Frente a la condena a los piquetes del hambre, sería bueno que estos y otros críticos -entre los que se cuentan mucha gente del común- recordaran los piquetes monetarios de fines del 2001, cuando los ahorristas cortaban las calles céntricas y se congregaban frente a los bancos -rompiendo vidrios o abollando persianas con elementos contundentes de los más variados- reclamando la devolución de sus depósitos en pesos y, especialmente, en dólares, sustraídos como consecuencia de iguales políticas que las que hoy proponen el macri-radicalismo o personajes payasescos (como Milei) y siniestros (como Espert y Cavallo).
Donde las palabras mueren y los diálogos son estériles
El Informe sobre Distribución de Ingresos realizado por el INDEC correspondiente al cuarto trimestre de 2021, da cuenta que en nuestro país el ingreso promedio de algo más de nueve millones de asalariados ascendía a $55.823 mensuales.
Desde la perspectiva del ingreso individual promedio según la escala de estratos bajo, medio y alto, equivalía a $ 19.600, $ 50.600 y $ 122.200, respectivamente. Según esa misma fuente, cada 100 personas ocupadas había 129 desocupadas, y por cada 100 personas que percibían ingresos había 65 que no percibían ninguno.
Cuando en el mundo entero, y me refiero principalmente al mundo capitalista hegemónico, se plantea ante la emergencia pandémica reclamar mayores esfuerzos y cargas impositivas a quienes más tienen o más se han beneficiado de los efectos del encierro por la peste, en Argentina la propuesta de un aporte extraordinario y por única vez de los titulares de las grandes fortunas (unos pocos miles entre más de 45 millones de habitantes): ¿obtuvo el acompañamiento de las representaciones patronales, siquiera de aquellas que no congregaban a los sujetos alcanzados por el aporte? No.
En ese mismo centro del poder mundial distintos Organismos multilaterales se han pronunciado en favor de gravar en alguna proporción adicional a las Corporaciones que, valiéndose de variadas estrategias (en especial por la constitución de sociedades offshore o la radicación de casas matrices en “paraísos/guaridas” fiscales) eluden cargas impositivas: ¿cuál es la postura adoptada por nuestra gran burguesía? Oponerse a la exigencia de repatriar con destino al pago de la deuda con el FMI parte (sólo un 20%) del patrimonio fugado y no declarado, más todavía, reclamar una sustancial reducción de impuestos y de las erogaciones del Estado con destino a la asistencia social.
El Consejo Económico y Social no ha movido el amperímetro desde su anuncio inicial de “institucionalizarlo” por ley, para que su funcionamiento no se limitara al período de mandato de un gobierno en particular.
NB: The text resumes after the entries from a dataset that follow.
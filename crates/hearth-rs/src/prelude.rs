//! Convenience re-exports for common `hearth-rs` types.
//!
//! ```ignore
//! use hearth_rs::prelude::*;
//! ```
//!
//! Covers what a server needs to run turns: items, the provider seam,
//! sessions, tools, suspension and the keepalive wrapper. Pipeline stages
//! and estimator internals stay in their modules.

// ── Core types ──────────────────────────────────────────────────────
pub use crate::{Content, Item, ItemKind, Role, ToolDef, json_schema_for};

// ── Agent runtime ───────────────────────────────────────────────────
pub use crate::agent::{Toggle, TurnConfig, TurnError, TurnRunner, TurnStream};

// ── Provider and streaming ──────────────────────────────────────────
pub use crate::api::{
    GenerateConfig, Generation, KeepaliveConfig, LlmProvider, OpenRouterProvider, ProviderError,
    RetryConfig, StreamEvent, collect_text, with_keepalive,
};

// ── Context management ──────────────────────────────────────────────
pub use crate::context::{
    ContextBudget, ContextError, InMemoryItemStore, ItemStore, PolicyTier, Session, SessionConfig,
    SessionFactory, SummarizerConfig,
};

// ── Tools ───────────────────────────────────────────────────────────
pub use crate::tools::{Tool, ToolContext, ToolFuture, ToolSet, ToolSpec, parse_tool_args};

// ── Suspension ──────────────────────────────────────────────────────
pub use crate::suspension::{
    AskUserTool, QuestionInput, QuestionItem, Responses, SubmitOutcome, SuspensionStore,
};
Con excepción de declaraciones retóricas sin reflejo alguno en cambios virtuosos en el campo económico-social, nada se ha avanzado en dos años.
Los subsidios estatales a las empresas para auxiliarlas en las etapas más complicadas por los efectos de la pandemia, como los dirigidos a recuperarse de las consecuencias tanto o más perniciosas de los últimos dos años del gobierno macrista: ¿qué respuesta han tenido de los sectores empresariales beneficiados y, particularmente, de los que obtuvieron mayores réditos del cambio de orientación de las políticas públicas? Ninguna que implique coadyuvar a procurar algún alivio a los más necesitados, peor aún, se suman a las críticas desestabilizantes y destituyentes de quienes, confían, asegurarán sus privilegios de clase.
La paz social es un anhelo legítimo, como el diálogo puede constituir una vía para alcanzarla en tanto prevalezca la buena fe, la lealtad, una voluntad cierta de sacrificios solidarios y una genuina disposición a transitar ese camino.
Sin esos presupuestos condicionantes, haciendo abstracción del núcleo de la conflictividad que agrava los niveles de desigualdad y sin emprender las transformaciones indispensables con aquel propósito que exige confrontar con quienes no comulgan con otros intereses que los propios, no será factible alcanzar aquel objetivo. Sin justicia social y redistribución de la riqueza, la única paz que se logrará será la paz de los cementerios.